DITA: The Obama of Global Content?
Ultan，November 29, 2008
Is Darwin Information Typing Architecture (DITA) the answer to all our content globalization problems? On its own, no. The big issues remain fundamentally the same as before. Yet, that’s not the impression we’re often given when out shopping for solutions, but rather a switch to DITA will somehow solve issues of cost, quality, content in every language. But then, most of us have yet to come across a vendor who wouldn’t say, “Yes, we can” (for a price) either, have we? Here’s my analysis…
Time and time again there’s a claim that the use of DITA leads to big translation savings, better content quality to translate, easily delivered content in every language and so no. Usually, the use of DITA is positioned in this context along with the use of some content management systems that are then plugged into various localization workflows.
This kind of DITA globalization solution stuff has been kicking around for 4 or 5 years now, and various “out of the box” solutions are pushed by various vendors. Of course, people have solutions to sell, white papers to post, and PowerPoint Karaoke to rehearse for the next localization conference, but all this touching faith in DITA per se from solutions vendors needs to be challenged.
Perhaps think about the following issues and questions when you’re considering a DITA globalization solution:
* If you have existing content, including translated material stored in a CMS or in TMs, especially content created from a non-structured environment, then how do you migrate to DITA? What about internal tags that might be stored in TMs? How does a format-based content creation system map to a structured environment? What for example would you map the STRONG or B element in a format-based HTML environment to in DITA land? Or an heading level 5 equivalent in RTF? Oh, and can we see a large-scale solution please? Not one based on the translation of a couple of hundred of pages. Anyone who has been involved in these migration projects knows that it is not a trivial undertaking - even with customized tools. Sorry folks, no out of the box solutions there.
* Why would DITA reduce word count, as has been claimed, if you can still write as much content as you like, in any way you like? Just like in any other environment, structured or otherwise, you need to establish authoring rules, educate about them, enforce the rules and then measure the resulting volume and re-use. DITA on its own will not help.
* Why does it improve content quality? It cannot. DITA is about structuring content, not QA of that content. You need manual or automatic review tools or a combination of these. Just like any other authoring environment you need a process for this. The tools and processes that might - like controlled authoring - work on the same principles as non-DITA content.
* Why does DITA make product globalization easier - “content in any language”? Just because you can structure your content does not mean the rendering of that content is automatically provided for. In fact, the two issues - structure and formatting are deliberately separate. So, think about how your ability to render your XML content as Arabic PDF using XSL-FO (a little more complicated than CSS) or whatever. Why would using DITA make such rendering easier than if you used any other flavor of XML to write simple topics? As far as I can see there are a good few DITA pushers out there who simply haven’t a clue about rendering in this regard. Oh, and how does DITA solve the old problem that nobody wants to address (and I’ve been asking about for 10 years) - the automatic and correct alphabetical sorting of localized content such as online and print indices, glossaries, and so on?

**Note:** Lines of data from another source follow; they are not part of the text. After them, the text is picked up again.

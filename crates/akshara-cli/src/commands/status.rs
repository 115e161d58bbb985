use super::{colorize_state, json_pretty, CliError, EXIT_SUCCESS};
use akshara_core::{Context, ManagerBuilder};

pub fn run(builder: ManagerBuilder, ctx: &Context, json: bool) -> Result<u8, CliError> {
    let manager = builder.build()?;
    let status = manager.status(ctx)?;

    if json {
        let payload = serde_json::json!({
            "project": status.project,
            "backend": manager.backend_name(),
            "running": status.running,
            "ready": status.all_ready(&manager.spec().services),
            "base_url": manager.base_url(),
            "services": status.services,
        });
        println!("{}", json_pretty(&payload)?);
        return Ok(EXIT_SUCCESS);
    }

    let overall = if status.running { "running" } else { "exited" };
    println!("project: {} ({})", status.project, colorize_state(overall));
    println!("endpoint: {}", manager.base_url());
    if status.services.is_empty() {
        println!("no containers found");
    } else {
        println!("{:<12} {:<12} HEALTH", "SERVICE", "STATE");
        for svc in &status.services {
            println!(
                "{:<12} {:<12} {}",
                svc.name,
                colorize_state(&svc.state),
                svc.health.as_deref().unwrap_or("-")
            );
        }
    }
    Ok(EXIT_SUCCESS)
}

* What is the relationship between DITA and the ITS and XLIFF? Do you translate DITA directly? If not, why not?
* How do you address the problem of topic-based authoring from a translation viewpoint? If you’re translating piecemeal, then obviously there is less overall context, so what happens when you assemble it using a bookmap? At lower granularity, the use of DITA element names like step or shortdesc don’t help that much (particularly if they content they’re supposed to express bears no relationship to the element name - oh, but that problem exists in any XML environment).
* Translation rules - with the exception of some best practices from Joann Hackos and the DITA translation subcommittee (practices that I rarely see cited) - has anyone considered the potential translation problems of conrefs and the challenges of indexing topic-based materials with keywords? There are other areas too. Even conrefs at the paragraph levels present challenges for translation.
* What translation tools support DITA out of the box (I mean non-specialization)? When I last checked the leading tag-editing tool couldn’t do it, and required faffing about with INI files and so on to cater for the different non-specialized topic solutions of DITA. Plus, if there is any specialization of the DITA DTD or schema, then even if there was an out of the box solution, content authors would still need to tell content translators what those XML elements and attributes really meant. Er, just like you did years ago with HTML too…
* Most importantly, will DITA speed up the arrival of my economic stimulus check from the IRS?
So, is anyone up to the challenge of addressing these issues? Asking the questions, and demonstrating the answer for real?